#### WHAT IS REQUIRED
Up to and including the line with "if mins > 0", return every line from the start of the entries below exactly.

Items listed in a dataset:
^^^^^^^^

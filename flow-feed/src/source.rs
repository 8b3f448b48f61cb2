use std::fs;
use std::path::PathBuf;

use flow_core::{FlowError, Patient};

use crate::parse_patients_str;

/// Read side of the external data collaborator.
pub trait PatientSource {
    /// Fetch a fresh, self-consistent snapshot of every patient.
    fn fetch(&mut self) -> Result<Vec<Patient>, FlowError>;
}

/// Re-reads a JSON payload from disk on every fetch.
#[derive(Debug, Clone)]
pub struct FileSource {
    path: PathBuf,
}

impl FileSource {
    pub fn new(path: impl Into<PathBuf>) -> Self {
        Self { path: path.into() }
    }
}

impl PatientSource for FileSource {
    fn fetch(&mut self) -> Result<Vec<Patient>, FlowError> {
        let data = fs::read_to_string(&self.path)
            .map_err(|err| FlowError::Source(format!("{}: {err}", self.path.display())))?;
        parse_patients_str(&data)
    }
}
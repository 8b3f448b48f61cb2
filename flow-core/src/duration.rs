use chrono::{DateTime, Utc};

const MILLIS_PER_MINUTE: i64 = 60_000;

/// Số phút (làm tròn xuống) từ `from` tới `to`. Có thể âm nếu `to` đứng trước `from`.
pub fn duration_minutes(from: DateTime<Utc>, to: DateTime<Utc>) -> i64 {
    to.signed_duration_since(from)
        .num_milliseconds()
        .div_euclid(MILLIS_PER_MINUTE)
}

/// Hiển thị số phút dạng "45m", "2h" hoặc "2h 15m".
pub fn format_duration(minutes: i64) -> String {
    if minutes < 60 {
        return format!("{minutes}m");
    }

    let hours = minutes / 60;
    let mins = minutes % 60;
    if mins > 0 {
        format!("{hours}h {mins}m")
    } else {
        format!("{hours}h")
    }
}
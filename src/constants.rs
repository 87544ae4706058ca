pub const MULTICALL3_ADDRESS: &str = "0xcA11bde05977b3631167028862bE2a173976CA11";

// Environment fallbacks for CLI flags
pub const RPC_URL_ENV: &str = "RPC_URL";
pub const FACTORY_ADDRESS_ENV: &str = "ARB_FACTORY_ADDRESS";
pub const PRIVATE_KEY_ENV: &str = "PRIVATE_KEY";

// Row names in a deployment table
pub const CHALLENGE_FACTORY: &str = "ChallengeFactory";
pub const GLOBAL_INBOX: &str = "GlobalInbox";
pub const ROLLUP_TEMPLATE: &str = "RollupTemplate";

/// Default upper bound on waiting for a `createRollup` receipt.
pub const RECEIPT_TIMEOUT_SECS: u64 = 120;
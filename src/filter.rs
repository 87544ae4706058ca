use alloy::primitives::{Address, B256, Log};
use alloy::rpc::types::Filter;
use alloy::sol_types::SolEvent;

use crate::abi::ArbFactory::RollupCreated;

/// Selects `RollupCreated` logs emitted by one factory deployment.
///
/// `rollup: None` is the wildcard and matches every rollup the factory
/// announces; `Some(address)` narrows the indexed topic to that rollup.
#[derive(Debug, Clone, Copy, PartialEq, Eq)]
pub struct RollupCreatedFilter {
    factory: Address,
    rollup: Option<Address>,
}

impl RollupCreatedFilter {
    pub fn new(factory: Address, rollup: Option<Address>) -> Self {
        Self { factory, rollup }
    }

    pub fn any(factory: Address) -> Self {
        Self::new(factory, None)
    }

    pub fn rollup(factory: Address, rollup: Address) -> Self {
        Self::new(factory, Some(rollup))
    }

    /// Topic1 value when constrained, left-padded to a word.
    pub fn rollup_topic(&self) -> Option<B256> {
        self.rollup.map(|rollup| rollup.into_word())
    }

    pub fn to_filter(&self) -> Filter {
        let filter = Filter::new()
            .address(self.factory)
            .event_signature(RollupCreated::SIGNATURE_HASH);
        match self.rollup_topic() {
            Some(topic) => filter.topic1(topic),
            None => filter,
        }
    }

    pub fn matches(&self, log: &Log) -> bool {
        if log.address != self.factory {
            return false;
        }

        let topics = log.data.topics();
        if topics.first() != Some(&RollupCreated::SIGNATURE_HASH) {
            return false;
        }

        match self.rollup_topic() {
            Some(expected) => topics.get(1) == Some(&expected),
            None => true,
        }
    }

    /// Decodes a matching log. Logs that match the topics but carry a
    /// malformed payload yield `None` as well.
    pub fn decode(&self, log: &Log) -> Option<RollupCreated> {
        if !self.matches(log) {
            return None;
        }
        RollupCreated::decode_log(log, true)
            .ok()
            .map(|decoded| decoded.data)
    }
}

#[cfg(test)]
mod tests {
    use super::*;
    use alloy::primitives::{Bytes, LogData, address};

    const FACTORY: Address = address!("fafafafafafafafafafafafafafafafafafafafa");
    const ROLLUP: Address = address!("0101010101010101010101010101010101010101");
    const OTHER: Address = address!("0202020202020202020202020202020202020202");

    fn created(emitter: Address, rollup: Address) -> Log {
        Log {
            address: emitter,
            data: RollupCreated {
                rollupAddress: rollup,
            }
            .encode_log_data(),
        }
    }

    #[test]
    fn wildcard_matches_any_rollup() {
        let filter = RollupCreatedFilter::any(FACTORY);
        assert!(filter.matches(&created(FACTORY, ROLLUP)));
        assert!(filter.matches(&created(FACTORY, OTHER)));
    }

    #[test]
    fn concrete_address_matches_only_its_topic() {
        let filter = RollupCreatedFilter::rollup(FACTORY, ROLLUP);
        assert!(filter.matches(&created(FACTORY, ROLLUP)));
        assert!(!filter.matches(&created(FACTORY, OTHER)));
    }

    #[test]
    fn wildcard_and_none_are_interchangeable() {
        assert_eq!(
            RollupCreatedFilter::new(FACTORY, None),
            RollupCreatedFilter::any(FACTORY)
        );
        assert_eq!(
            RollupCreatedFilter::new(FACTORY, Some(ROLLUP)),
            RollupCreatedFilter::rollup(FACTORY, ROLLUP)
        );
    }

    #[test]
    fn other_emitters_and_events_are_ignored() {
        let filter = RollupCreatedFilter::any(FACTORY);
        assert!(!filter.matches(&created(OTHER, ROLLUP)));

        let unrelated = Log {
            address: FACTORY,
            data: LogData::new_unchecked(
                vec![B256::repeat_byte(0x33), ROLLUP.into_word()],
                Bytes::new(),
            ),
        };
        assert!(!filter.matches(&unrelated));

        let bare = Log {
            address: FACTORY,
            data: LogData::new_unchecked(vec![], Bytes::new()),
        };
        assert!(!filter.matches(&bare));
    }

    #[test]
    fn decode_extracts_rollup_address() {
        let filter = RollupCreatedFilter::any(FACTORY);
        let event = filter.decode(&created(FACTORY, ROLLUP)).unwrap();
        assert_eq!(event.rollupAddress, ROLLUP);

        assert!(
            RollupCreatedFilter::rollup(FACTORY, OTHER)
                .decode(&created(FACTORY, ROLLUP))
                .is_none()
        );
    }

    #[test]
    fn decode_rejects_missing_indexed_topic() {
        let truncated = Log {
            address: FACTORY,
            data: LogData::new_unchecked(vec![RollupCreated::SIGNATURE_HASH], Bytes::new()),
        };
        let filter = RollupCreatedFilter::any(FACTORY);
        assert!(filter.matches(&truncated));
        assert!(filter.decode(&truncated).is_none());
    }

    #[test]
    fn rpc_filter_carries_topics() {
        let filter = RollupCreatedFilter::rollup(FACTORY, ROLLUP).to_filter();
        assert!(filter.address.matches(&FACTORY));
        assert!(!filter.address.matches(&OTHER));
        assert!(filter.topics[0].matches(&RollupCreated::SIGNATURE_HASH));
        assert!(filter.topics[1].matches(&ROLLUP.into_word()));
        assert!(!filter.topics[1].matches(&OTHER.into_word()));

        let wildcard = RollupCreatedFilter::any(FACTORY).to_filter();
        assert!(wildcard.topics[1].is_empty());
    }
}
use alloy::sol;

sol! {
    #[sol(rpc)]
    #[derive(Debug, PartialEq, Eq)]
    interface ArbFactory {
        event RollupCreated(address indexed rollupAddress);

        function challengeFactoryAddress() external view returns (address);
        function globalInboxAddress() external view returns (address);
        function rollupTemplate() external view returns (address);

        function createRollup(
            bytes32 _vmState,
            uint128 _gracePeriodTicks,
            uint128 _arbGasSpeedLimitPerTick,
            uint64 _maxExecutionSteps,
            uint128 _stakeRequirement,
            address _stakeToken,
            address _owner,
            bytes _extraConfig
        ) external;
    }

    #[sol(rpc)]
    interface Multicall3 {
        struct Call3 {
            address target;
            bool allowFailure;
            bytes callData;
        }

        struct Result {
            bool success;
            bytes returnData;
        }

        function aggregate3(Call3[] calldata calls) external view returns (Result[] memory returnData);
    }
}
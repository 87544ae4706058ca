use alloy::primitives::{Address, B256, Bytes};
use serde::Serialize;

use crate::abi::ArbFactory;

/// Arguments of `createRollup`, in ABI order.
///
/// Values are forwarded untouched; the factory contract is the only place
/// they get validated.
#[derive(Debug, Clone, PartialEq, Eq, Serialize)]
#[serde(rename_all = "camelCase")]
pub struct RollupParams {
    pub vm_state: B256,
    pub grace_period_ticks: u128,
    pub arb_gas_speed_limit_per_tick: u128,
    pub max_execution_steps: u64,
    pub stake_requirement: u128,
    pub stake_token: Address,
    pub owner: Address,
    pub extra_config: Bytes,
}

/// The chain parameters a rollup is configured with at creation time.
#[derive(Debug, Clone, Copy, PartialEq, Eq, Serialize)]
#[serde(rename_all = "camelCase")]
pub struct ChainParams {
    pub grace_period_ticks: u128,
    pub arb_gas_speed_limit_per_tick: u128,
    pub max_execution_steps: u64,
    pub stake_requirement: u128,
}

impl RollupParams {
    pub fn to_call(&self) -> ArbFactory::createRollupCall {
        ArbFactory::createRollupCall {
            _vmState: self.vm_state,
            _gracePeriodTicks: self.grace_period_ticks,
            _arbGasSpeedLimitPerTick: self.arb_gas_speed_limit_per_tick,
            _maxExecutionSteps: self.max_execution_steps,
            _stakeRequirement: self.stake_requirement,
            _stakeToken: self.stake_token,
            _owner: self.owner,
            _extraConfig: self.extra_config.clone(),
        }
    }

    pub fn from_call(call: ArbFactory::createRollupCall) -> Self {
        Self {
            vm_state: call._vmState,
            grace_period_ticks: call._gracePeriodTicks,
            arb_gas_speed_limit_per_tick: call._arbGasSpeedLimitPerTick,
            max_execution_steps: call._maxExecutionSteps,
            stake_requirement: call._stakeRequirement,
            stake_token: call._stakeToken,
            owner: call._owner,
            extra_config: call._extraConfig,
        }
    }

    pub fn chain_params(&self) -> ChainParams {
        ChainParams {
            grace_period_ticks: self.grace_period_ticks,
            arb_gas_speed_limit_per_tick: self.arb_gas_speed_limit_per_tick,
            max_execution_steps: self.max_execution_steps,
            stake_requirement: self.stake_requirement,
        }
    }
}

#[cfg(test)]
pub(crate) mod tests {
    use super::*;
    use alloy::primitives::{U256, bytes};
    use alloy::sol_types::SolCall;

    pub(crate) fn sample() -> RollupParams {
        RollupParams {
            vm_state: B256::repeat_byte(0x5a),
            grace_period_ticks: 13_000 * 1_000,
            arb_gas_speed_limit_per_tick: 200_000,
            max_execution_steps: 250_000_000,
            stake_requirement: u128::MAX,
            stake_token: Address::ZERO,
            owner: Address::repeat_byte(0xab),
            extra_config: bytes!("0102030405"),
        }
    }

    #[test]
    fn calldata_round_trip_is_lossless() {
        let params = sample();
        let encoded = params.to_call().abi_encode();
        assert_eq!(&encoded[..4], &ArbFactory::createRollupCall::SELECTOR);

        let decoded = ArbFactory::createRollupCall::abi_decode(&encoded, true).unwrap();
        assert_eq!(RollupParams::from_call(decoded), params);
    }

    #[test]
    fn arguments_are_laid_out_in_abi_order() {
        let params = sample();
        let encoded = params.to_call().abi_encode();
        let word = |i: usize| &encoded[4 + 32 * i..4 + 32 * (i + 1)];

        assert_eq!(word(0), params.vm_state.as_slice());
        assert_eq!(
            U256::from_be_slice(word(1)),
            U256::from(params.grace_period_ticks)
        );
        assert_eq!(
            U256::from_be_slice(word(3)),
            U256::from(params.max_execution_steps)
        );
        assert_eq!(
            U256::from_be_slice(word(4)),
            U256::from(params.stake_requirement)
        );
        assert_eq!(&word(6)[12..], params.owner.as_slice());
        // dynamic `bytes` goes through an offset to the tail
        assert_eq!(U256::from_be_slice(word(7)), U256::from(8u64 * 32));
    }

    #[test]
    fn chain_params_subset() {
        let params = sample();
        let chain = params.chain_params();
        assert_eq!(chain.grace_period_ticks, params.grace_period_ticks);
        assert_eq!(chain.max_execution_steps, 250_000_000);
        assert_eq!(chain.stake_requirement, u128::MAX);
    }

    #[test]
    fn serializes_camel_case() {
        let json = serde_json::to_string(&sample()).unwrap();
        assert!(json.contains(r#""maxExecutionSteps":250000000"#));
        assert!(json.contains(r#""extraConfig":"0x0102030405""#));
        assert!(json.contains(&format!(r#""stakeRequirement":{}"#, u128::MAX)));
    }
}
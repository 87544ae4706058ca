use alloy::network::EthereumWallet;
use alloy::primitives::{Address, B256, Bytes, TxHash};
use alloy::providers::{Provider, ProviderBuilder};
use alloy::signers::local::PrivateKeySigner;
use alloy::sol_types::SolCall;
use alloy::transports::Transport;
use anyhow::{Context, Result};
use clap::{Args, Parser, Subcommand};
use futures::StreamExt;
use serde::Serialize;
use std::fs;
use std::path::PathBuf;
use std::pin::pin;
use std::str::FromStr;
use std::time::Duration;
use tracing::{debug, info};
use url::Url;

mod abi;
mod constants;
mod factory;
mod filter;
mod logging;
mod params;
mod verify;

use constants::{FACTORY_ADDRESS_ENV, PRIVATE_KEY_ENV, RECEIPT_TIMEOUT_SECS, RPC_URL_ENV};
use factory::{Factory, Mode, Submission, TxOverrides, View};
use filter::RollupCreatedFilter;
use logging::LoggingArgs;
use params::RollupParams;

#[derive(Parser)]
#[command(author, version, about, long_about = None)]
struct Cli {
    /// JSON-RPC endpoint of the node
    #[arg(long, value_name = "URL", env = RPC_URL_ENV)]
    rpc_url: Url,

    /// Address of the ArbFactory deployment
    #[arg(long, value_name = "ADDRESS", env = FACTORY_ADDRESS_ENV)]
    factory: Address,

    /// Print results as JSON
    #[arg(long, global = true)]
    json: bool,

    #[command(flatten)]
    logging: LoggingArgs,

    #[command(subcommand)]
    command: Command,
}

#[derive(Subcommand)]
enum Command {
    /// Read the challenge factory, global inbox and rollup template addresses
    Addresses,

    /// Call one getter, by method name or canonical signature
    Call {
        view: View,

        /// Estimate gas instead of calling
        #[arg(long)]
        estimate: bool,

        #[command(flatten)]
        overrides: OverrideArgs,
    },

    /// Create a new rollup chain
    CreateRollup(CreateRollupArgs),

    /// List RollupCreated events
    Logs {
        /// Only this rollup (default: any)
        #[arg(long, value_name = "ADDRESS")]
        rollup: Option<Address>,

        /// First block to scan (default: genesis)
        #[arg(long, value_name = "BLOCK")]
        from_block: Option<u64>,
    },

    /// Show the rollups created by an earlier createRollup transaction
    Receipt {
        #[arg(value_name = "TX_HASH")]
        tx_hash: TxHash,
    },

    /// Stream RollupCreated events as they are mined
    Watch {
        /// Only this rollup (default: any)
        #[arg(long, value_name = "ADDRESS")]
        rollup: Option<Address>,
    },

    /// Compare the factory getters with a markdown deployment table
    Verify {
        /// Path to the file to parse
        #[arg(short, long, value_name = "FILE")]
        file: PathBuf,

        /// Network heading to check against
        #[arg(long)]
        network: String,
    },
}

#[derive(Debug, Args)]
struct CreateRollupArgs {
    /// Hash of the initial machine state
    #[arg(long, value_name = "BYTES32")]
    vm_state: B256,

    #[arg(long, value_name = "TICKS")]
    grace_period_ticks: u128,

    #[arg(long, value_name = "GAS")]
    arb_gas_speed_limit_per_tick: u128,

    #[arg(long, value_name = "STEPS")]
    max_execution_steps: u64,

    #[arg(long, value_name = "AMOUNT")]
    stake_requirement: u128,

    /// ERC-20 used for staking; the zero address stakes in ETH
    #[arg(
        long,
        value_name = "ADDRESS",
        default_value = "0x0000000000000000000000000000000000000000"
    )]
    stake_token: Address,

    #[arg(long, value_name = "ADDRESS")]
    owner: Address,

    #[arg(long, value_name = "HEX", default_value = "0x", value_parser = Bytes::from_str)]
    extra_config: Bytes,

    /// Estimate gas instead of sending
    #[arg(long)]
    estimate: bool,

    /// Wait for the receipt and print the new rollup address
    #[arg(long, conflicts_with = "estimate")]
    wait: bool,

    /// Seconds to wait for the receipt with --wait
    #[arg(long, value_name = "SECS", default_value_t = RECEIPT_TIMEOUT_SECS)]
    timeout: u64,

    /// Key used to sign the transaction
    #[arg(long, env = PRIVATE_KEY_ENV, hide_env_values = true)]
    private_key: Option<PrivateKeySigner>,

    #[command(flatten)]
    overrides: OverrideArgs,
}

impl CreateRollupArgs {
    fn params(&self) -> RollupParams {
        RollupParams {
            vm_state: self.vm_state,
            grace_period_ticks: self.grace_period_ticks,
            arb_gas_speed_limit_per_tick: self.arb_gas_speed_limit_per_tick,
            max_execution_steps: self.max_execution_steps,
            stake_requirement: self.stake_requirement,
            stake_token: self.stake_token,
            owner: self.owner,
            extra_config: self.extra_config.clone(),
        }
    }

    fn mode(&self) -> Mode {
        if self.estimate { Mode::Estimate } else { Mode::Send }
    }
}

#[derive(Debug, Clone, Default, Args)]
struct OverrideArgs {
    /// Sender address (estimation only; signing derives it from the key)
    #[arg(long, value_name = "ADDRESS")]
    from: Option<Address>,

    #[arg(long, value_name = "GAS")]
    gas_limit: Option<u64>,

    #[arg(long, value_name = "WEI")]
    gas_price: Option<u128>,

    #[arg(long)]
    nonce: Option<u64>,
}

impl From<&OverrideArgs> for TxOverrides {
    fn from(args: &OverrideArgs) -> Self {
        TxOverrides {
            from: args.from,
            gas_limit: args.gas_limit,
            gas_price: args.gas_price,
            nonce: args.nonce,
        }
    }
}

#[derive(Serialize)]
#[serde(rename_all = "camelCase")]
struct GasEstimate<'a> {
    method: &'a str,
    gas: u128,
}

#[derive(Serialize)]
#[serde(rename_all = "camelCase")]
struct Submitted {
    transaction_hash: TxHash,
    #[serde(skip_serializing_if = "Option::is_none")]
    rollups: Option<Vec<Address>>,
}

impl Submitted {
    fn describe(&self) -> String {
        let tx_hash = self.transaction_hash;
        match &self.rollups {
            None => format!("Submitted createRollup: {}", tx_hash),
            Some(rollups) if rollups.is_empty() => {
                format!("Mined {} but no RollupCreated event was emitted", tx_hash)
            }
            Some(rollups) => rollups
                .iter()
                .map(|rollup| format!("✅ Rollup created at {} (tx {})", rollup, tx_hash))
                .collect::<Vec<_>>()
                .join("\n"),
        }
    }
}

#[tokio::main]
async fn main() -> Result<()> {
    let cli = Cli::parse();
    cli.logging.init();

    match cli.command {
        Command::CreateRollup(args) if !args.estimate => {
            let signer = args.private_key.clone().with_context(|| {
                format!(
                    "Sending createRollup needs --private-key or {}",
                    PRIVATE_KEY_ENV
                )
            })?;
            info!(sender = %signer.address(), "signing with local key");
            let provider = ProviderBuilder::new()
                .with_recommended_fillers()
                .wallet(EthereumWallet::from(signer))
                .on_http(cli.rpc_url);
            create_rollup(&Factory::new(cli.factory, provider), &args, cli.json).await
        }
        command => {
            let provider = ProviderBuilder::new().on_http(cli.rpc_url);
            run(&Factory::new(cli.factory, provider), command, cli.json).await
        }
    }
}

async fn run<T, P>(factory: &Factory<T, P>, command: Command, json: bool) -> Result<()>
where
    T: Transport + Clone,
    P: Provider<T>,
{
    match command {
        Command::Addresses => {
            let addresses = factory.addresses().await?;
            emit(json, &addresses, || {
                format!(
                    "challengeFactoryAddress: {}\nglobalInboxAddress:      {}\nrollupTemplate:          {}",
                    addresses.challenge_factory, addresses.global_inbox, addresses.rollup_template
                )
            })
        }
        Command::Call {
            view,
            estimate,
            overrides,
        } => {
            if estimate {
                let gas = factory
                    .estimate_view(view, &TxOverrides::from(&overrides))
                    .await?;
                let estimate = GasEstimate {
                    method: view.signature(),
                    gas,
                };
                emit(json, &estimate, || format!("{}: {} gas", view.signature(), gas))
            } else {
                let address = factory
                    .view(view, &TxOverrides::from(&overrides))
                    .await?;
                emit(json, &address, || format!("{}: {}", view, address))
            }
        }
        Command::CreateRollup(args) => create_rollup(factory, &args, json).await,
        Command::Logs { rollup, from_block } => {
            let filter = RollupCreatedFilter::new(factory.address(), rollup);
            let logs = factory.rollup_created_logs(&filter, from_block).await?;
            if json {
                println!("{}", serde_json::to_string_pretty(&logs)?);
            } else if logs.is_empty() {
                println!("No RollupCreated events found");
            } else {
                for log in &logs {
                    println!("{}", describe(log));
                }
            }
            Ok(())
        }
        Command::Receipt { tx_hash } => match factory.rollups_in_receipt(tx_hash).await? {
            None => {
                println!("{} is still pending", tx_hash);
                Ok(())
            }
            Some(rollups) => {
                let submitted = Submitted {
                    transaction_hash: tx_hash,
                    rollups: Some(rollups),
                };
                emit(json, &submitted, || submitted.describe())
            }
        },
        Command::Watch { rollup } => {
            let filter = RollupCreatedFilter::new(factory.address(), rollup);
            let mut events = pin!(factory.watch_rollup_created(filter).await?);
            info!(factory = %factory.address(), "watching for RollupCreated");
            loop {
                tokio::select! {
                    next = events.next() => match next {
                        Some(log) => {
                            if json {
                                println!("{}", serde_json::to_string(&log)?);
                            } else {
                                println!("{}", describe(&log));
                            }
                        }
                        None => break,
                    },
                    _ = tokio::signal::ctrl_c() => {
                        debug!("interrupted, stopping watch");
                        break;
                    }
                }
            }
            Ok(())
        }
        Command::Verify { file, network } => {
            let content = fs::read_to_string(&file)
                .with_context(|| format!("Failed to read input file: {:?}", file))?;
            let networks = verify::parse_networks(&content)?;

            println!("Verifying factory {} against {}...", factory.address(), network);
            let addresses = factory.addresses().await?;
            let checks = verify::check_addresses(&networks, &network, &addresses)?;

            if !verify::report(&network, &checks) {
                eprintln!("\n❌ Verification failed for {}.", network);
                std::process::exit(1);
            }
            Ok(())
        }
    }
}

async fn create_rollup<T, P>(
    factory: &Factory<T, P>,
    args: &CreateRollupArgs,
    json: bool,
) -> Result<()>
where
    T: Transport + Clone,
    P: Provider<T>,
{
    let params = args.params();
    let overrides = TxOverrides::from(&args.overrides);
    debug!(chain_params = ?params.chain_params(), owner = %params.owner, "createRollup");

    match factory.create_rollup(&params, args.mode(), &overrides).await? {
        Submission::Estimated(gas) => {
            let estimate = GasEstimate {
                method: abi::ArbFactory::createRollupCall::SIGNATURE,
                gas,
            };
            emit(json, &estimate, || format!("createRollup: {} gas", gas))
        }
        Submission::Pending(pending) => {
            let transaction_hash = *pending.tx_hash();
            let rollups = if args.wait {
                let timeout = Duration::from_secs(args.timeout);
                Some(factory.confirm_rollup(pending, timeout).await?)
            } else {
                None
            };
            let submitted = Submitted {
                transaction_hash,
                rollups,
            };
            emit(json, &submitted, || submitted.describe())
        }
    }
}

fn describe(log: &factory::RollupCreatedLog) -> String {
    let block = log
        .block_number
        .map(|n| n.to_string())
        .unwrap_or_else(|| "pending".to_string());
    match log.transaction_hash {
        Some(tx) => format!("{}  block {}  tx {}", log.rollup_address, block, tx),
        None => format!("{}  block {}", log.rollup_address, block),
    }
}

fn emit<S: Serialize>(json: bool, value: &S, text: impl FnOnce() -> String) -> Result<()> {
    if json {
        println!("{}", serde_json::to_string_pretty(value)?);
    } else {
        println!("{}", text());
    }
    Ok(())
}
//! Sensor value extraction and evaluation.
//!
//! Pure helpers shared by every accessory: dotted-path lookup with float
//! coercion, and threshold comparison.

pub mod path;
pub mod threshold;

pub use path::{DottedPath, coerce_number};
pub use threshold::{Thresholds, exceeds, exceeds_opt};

^^^^^^^^

#### WRITTEN RESPONSE
filename flow-feed/src/source.rs
repository 8b3f448b48f61cb2
use std::fs;
use std::path::PathBuf;

use flow_core::{FlowError, Patient};

use crate::parse_patients_str;

/// Read side of the external data collaborator.
pub trait PatientSource {
    /// Fetch a fresh, self-consistent snapshot of every patient.
    fn fetch(&mut self) -> Result<Vec<Patient>, FlowError>;
}

/// Re-reads a JSON payload from disk on every fetch.
#[derive(Debug, Clone)]
pub struct FileSource {
    path: PathBuf,
}

impl FileSource {
    pub fn new(path: impl Into<PathBuf>) -> Self {
        Self { path: path.into() }
    }
}

impl PatientSource for FileSource {
    fn fetch(&mut self) -> Result<Vec<Patient>, FlowError> {
        let data = fs::read_to_string(&self.path)
            .map_err(|err| FlowError::Source(format!("{}: {err}", self.path.display())))?;
        parse_patients_str(&data)
    }
}
repository 8b3f448b48f61cb2
filename flow-core/src/duration.rs
use chrono::{DateTime, Utc};

const MILLIS_PER_MINUTE: i64 = 60_000;

/// Số phút (làm tròn xuống) từ `from` tới `to`. Có thể âm nếu `to` đứng trước `from`.
pub fn duration_minutes(from: DateTime<Utc>, to: DateTime<Utc>) -> i64 {
    to.signed_duration_since(from)
        .num_milliseconds()
        .div_euclid(MILLIS_PER_MINUTE)
}

/// Hiển thị số phút dạng "45m", "2h" hoặc "2h 15m".
pub fn format_duration(minutes: i64) -> String {
    if minutes < 60 {
        return format!("{minutes}m");
    }

    let hours = minutes / 60;
    let mins = minutes % 60;
    if mins > 0 {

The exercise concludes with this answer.